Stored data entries
········

//! Random input sequence sampling.
//!
//! Despite the name this does not enumerate anything: each sequence is an
//! independent random composition of the frame budget. Duplicates are
//! allowed and expected for small budgets.

use rand::Rng;

use crate::config::Axis;
use crate::inputs::{InputSequence, InputSymbol, Run};

/// Draw run lengths uniformly from what is left of `frames` until it is used
/// up, each run getting a uniformly chosen symbol from `alphabet`.
pub fn random_sequence<R: Rng + ?Sized>(
    rng: &mut R,
    alphabet: &[InputSymbol],
    frames: u32,
) -> InputSequence {
    let mut runs = Vec::new();
    let mut used = 0u32;
    while used < frames {
        let length = rng.random_range(1..=frames - used);
        let symbol = alphabet[rng.random_range(0..alphabet.len())];
        used += length;
        runs.push(Run::new(length, symbol));
    }
    InputSequence::new(runs)
}

pub fn generate_sequences<R: Rng + ?Sized>(
    rng: &mut R,
    axis: Axis,
    frames: u32,
    count: u32,
) -> Vec<InputSequence> {
    let alphabet = axis.alphabet();
    (0..count)
        .map(|_| random_sequence(rng, &alphabet, frames))
        .collect()
}
use anyhow::{Context, Result};
use std::fs;
use std::io::{self, Write};
use std::path::Path;

use crate::search::SearchReport;
use crate::simulate::CandidateResult;

/// Writes everything to both sinks; used to mirror stdout into a file.
pub struct Tee<A, B> {
    primary: A,
    mirror: B,
}

impl<A: Write, B: Write> Tee<A, B> {
    pub fn new(primary: A, mirror: B) -> Self {
        Self { primary, mirror }
    }
}

impl<A: Write, B: Write> Write for Tee<A, B> {
    fn write(&mut self, buf: &[u8]) -> io::Result<usize> {
        self.primary.write_all(buf)?;
        self.mirror.write_all(buf)?;
        Ok(buf.len())
    }

    fn flush(&mut self) -> io::Result<()> {
        self.primary.flush()?;
        self.mirror.flush()
    }
}

/// Shortest round-trip float text, laid out like Python's `repr`:
/// positional for exponents in `-4..16`, otherwise `1.5e+16` / `1e-07`.
pub fn float_repr(value: f64) -> String {
    if value.is_nan() {
        return "nan".to_string();
    }
    if value.is_infinite() {
        return if value > 0.0 { "inf" } else { "-inf" }.to_string();
    }
    if value == 0.0 {
        return if value.is_sign_negative() { "-0.0" } else { "0.0" }.to_string();
    }

    let sign = if value < 0.0 { "-" } else { "" };
    let sci = format!("{:e}", value.abs());
    let Some((mantissa, exp)) = sci.split_once('e') else {
        return format!("{value:?}");
    };
    let Ok(exp) = exp.parse::<i32>() else {
        return format!("{value:?}");
    };

    if (-4..16).contains(&exp) {
        let digits: String = mantissa.chars().filter(|c| *c != '.').collect();
        let point = exp + 1;
        let body = if point <= 0 {
            format!("0.{}{digits}", "0".repeat(point.unsigned_abs() as usize))
        } else if point as usize >= digits.len() {
            format!("{digits}{}.0", "0".repeat(point as usize - digits.len()))
        } else {
            let (whole, frac) = digits.split_at(point as usize);
            format!("{whole}.{frac}")
        };
        format!("{sign}{body}")
    } else {
        let exp_sign = if exp < 0 { '-' } else { '+' };
        format!("{sign}{mantissa}e{exp_sign}{:02}", exp.unsigned_abs())
    }
}

pub fn format_result(result: &CandidateResult) -> String {
    format!(
        "({}, {}, {})",
        float_repr(result.position),
        float_repr(result.velocity),
        result.inputs
    )
}

/// Text report: results best-last, then the run counters. `limit` keeps only
/// the last (best) `limit` results.
pub fn write_report<W: Write>(
    out: &mut W,
    report: &SearchReport,
    limit: Option<usize>,
) -> io::Result<()> {
    let skip = limit
        .map(|limit| report.results.len().saturating_sub(limit))
        .unwrap_or(0);

    writeln!(out, "done, outputting (useful inputs are at the bottom)")?;
    writeln!(out)?;
    for result in &report.results[skip..] {
        writeln!(out, "{}", format_result(result))?;
    }
    writeln!(out)?;
    writeln!(out, "frames: {}", report.frames)?;
    writeln!(out, "total permutations: {}", report.total_permutations)?;
    writeln!(out, "shown permutations: {}", report.shown_permutations)?;
    writeln!(out, "seed: {:#018x}", report.seed)?;
    writeln!(out, "processing time: {:.3} s", report.processing_time_s)?;
    out.flush()
}

pub fn write_summary(path: &Path, report: &SearchReport) -> Result<()> {
    if let Some(parent) = path.parent() {
        fs::create_dir_all(parent)
            .with_context(|| format!("failed creating directory {}", parent.display()))?;
    }
    fs::write(
        path,
        serde_json::to_vec_pretty(report).context("failed to serialize summary json")?,
    )
    .with_context(|| format!("failed writing {}", path.display()))
}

········

**WORK REQUIRED**
Could you return every line from the entries above in which the string "limit" occurs?

**EXERCISE SOLUTION**
/// Text report: results best-last, then the run counters. `limit` keeps only
/// the last (best) `limit` results.
    limit: Option<usize>,
    let skip = limit
        .map(|limit| report.results.len().saturating_sub(limit))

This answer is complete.